On World Suicide Prevention Day, a coroner’s court in Bantry heard details of five deaths, self-caused, across one area in West Cork.
In one case, a young man, a father of two children, was found by two workers at a refuse company. The man had died of acute carbon monoxide poisoning.
According to his mother, he had moved back in a short time previously due to difficulties with his marriage. He was worried about maybe not being able to see his children.
There had been two previous attempts, she said.
Another case involved an Italian man who had spent some time in Galway before working for a number of weeks at a house in Goleen in exchange for bed and board.
The owner told coroner Frank O’Connell that the man, who was in his early 50s, had barely a word of English.
“I have been finding it very difficult since the incident,” the householder told gardaí.
“He [the Italian] definitely had some problems in his mind, but he didn’t want to talk about it,” he told the court.
The investigating garda revealed that the dead man’s laptop showed there had been plans for him to return home.
Another man, believed to be Dutch, was found in his rented house by his landlord, who told gardaí that the man had stayed at the property for four years with his partner and two children.
The landlord said the children had “never looked happy” and that no-one came over to play with them.
Then, some months before the man’s death, his wife and children had left, and he was ill.
The landlord asked the man why he didn’t return to the Netherlands for treatment.
In another case, a young man was found by one of his housemates at a property in Bantry.

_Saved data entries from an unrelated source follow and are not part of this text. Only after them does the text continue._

use crate::models::ConnectionMode;
use crate::utils::error::{LauncherError, Result};
use directories::ProjectDirs;
use serde::{Deserialize, Serialize};
use std::fs;
use std::path::{Path, PathBuf};

/// Service for managing configuration persistence
pub struct ConfigService {
    config_dir: PathBuf,
}

impl ConfigService {
    /// Create a new config service with default directory
    pub fn new() -> Result<Self> {
        let config_dir = Self::get_config_dir()?;
        Self::with_dir(config_dir)
    }

    /// Create a config service with custom directory
    pub fn with_dir(config_dir: PathBuf) -> Result<Self> {
        if !config_dir.exists() {
            fs::create_dir_all(&config_dir)?;
            tracing::info!("Created config directory: {:?}", config_dir);

            // Set permissions to 0700 on Unix
            #[cfg(unix)]
            {
                use std::os::unix::fs::PermissionsExt;
                let mut perms = fs::metadata(&config_dir)?.permissions();
                perms.set_mode(0o700);
                fs::set_permissions(&config_dir, perms)?;
            }
        }

        Ok(Self { config_dir })
    }

    /// Get default config directory
    fn get_config_dir() -> Result<PathBuf> {
        ProjectDirs::from("org", "mosh", "mosh-launcher")
            .map(|dirs| dirs.config_dir().to_path_buf())
            .ok_or_else(|| LauncherError::ConfigError("Failed to get config directory".to_string()))
    }

    /// Get path to app settings file
    fn settings_file(&self) -> PathBuf {
        self.config_dir.join("settings.toml")
    }

    /// Path of the secret store file
    pub fn secrets_file(&self) -> PathBuf {
        self.config_dir.join("secrets.toml")
    }

    /// Log file used while a session owns the terminal
    pub fn log_file(&self, settings: &LauncherSettings) -> PathBuf {
        settings
            .log_file
            .clone()
            .unwrap_or_else(|| self.config_dir.join("mosh-launcher.log"))
    }

    /// Load launcher settings
    pub fn load_settings(&self) -> Result<LauncherSettings> {
        let path = self.settings_file();

        if !path.exists() {
            tracing::info!("No settings file found, using defaults");
            return Ok(LauncherSettings::default());
        }

        let content = fs::read_to_string(&path)?;
        let settings: LauncherSettings = toml::from_str(&content)
            .map_err(|e| LauncherError::ConfigError(format!("Failed to parse settings: {}", e)))?;

        tracing::info!("Loaded settings: engine={}", settings.engine_path);
        Ok(settings)
    }

    /// Save launcher settings
    pub fn save_settings(&self, settings: &LauncherSettings) -> Result<()> {
        let content = toml::to_string_pretty(settings).map_err(|e| {
            LauncherError::ConfigError(format!("Failed to serialize settings: {}", e))
        })?;

        let path = self.settings_file();
        fs::write(&path, content)?;

        tracing::info!("Saved settings to {:?}", path);
        Ok(())
    }

    /// Get the config directory path
    pub fn config_dir(&self) -> &Path {
        &self.config_dir
    }
}

/// Launcher settings
#[derive(Debug, Clone, PartialEq, Serialize, Deserialize)]
pub struct LauncherSettings {
    /// Engine executable, either a path or a name looked up on `PATH`
    #[serde(default = "default_engine_path")]
    pub engine_path: String,

    /// Extra arguments for the engine executable
    #[serde(default)]
    pub engine_args: Vec<String>,

    /// Base window title; the target address is appended on connect
    #[serde(default = "default_title")]
    pub title: String,

    /// Mode preselected in the connection form
    #[serde(default)]
    pub default_mode: ConnectionMode,

    /// Default log level
    #[serde(default = "default_log_level")]
    pub log_level: String,

    /// Log file override
    #[serde(default)]
    pub log_file: Option<PathBuf>,
}

fn default_engine_path() -> String {
    "mosh-engine".to_string()
}

fn default_title() -> String {
    "Mosh".to_string()
}

fn default_log_level() -> String {
    "info".to_string()
}

impl Default for LauncherSettings {
    fn default() -> Self {
        Self {
            engine_path: default_engine_path(),
            engine_args: Vec::new(),
            title: default_title(),
            default_mode: ConnectionMode::default(),
            log_level: default_log_level(),
            log_file: None,
        }
    }
}
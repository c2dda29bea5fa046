use crossterm::event::{KeyCode, KeyEvent, KeyEventKind, KeyModifiers};

/// Encode a key press as the byte string a VT terminal would send.
///
/// Returns `None` for releases and keys without a VT encoding.
pub fn encode_key_event(key: &KeyEvent) -> Option<String> {
    if key.kind == KeyEventKind::Release {
        return None;
    }

    let alt = key.modifiers.contains(KeyModifiers::ALT);
    let ctrl = key.modifiers.contains(KeyModifiers::CONTROL);

    let base = match key.code {
        KeyCode::Char(c) if ctrl => control_char(c)?.to_string(),
        KeyCode::Char(c) => c.to_string(),
        KeyCode::Enter => "\r".to_string(),
        KeyCode::Tab => "\t".to_string(),
        KeyCode::BackTab => "\x1b[Z".to_string(),
        KeyCode::Backspace => "\x7f".to_string(),
        KeyCode::Esc => "\x1b".to_string(),
        KeyCode::Up => "\x1b[A".to_string(),
        KeyCode::Down => "\x1b[B".to_string(),
        KeyCode::Right => "\x1b[C".to_string(),
        KeyCode::Left => "\x1b[D".to_string(),
        KeyCode::Home => "\x1b[H".to_string(),
        KeyCode::End => "\x1b[F".to_string(),
        KeyCode::PageUp => "\x1b[5~".to_string(),
        KeyCode::PageDown => "\x1b[6~".to_string(),
        KeyCode::Delete => "\x1b[3~".to_string(),
        KeyCode::Insert => "\x1b[2~".to_string(),
        KeyCode::F(n) => function_key(n)?.to_string(),
        _ => return None,
    };

    if alt {
        Some(format!("\x1b{}", base))
    } else {
        Some(base)
    }
}

fn control_char(c: char) -> Option<char> {
    match c.to_ascii_lowercase() {
        lower @ 'a'..='z' => Some(((lower as u8 - b'a') + 1) as char),
        ' ' | '@' | '2' => Some('\0'),
        '[' | '3' => Some('\x1b'),
        '\\' | '4' => Some('\x1c'),
        ']' | '5' => Some('\x1d'),
        '^' | '6' => Some('\x1e'),
        '_' | '-' | '7' => Some('\x1f'),
        _ => None,
    }
}

fn function_key(n: u8) -> Option<&'static str> {
    Some(match n {
        1 => "\x1bOP",
        2 => "\x1bOQ",
        3 => "\x1bOR",
        4 => "\x1bOS",
        5 => "\x1b[15~",
        6 => "\x1b[17~",
        7 => "\x1b[18~",
        8 => "\x1b[19~",
        9 => "\x1b[20~",
        10 => "\x1b[21~",
        11 => "\x1b[23~",
        12 => "\x1b[24~",
        _ => return None,
    })
}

His friend was so concerned he kicked the door in.
When the man was last seen by both his housemates they told him that his high score in a game of Pinball on the Playstation had finally been beaten.
The man’s mother told the coroner:
“It was out of the blue, completely.”
In the fifth case, the mother of a man in his 40s who had been treated for years for anxiety and depression said he had not wanted to attend a psychiatric appointment at Bantry hospital the following day.
She went to work and her son said he would clear up cuttings in the lawn.
She rang at 3.30pm. There was no answer. She returned home and found the door open.
“He hadn’t done any of the work he said he was going to do,” she said.
Sympathies were passed to all the affected families and friends of those who died.
At one point between cases Mr O’Connell remarked to gardaí: “It’s a grim day.”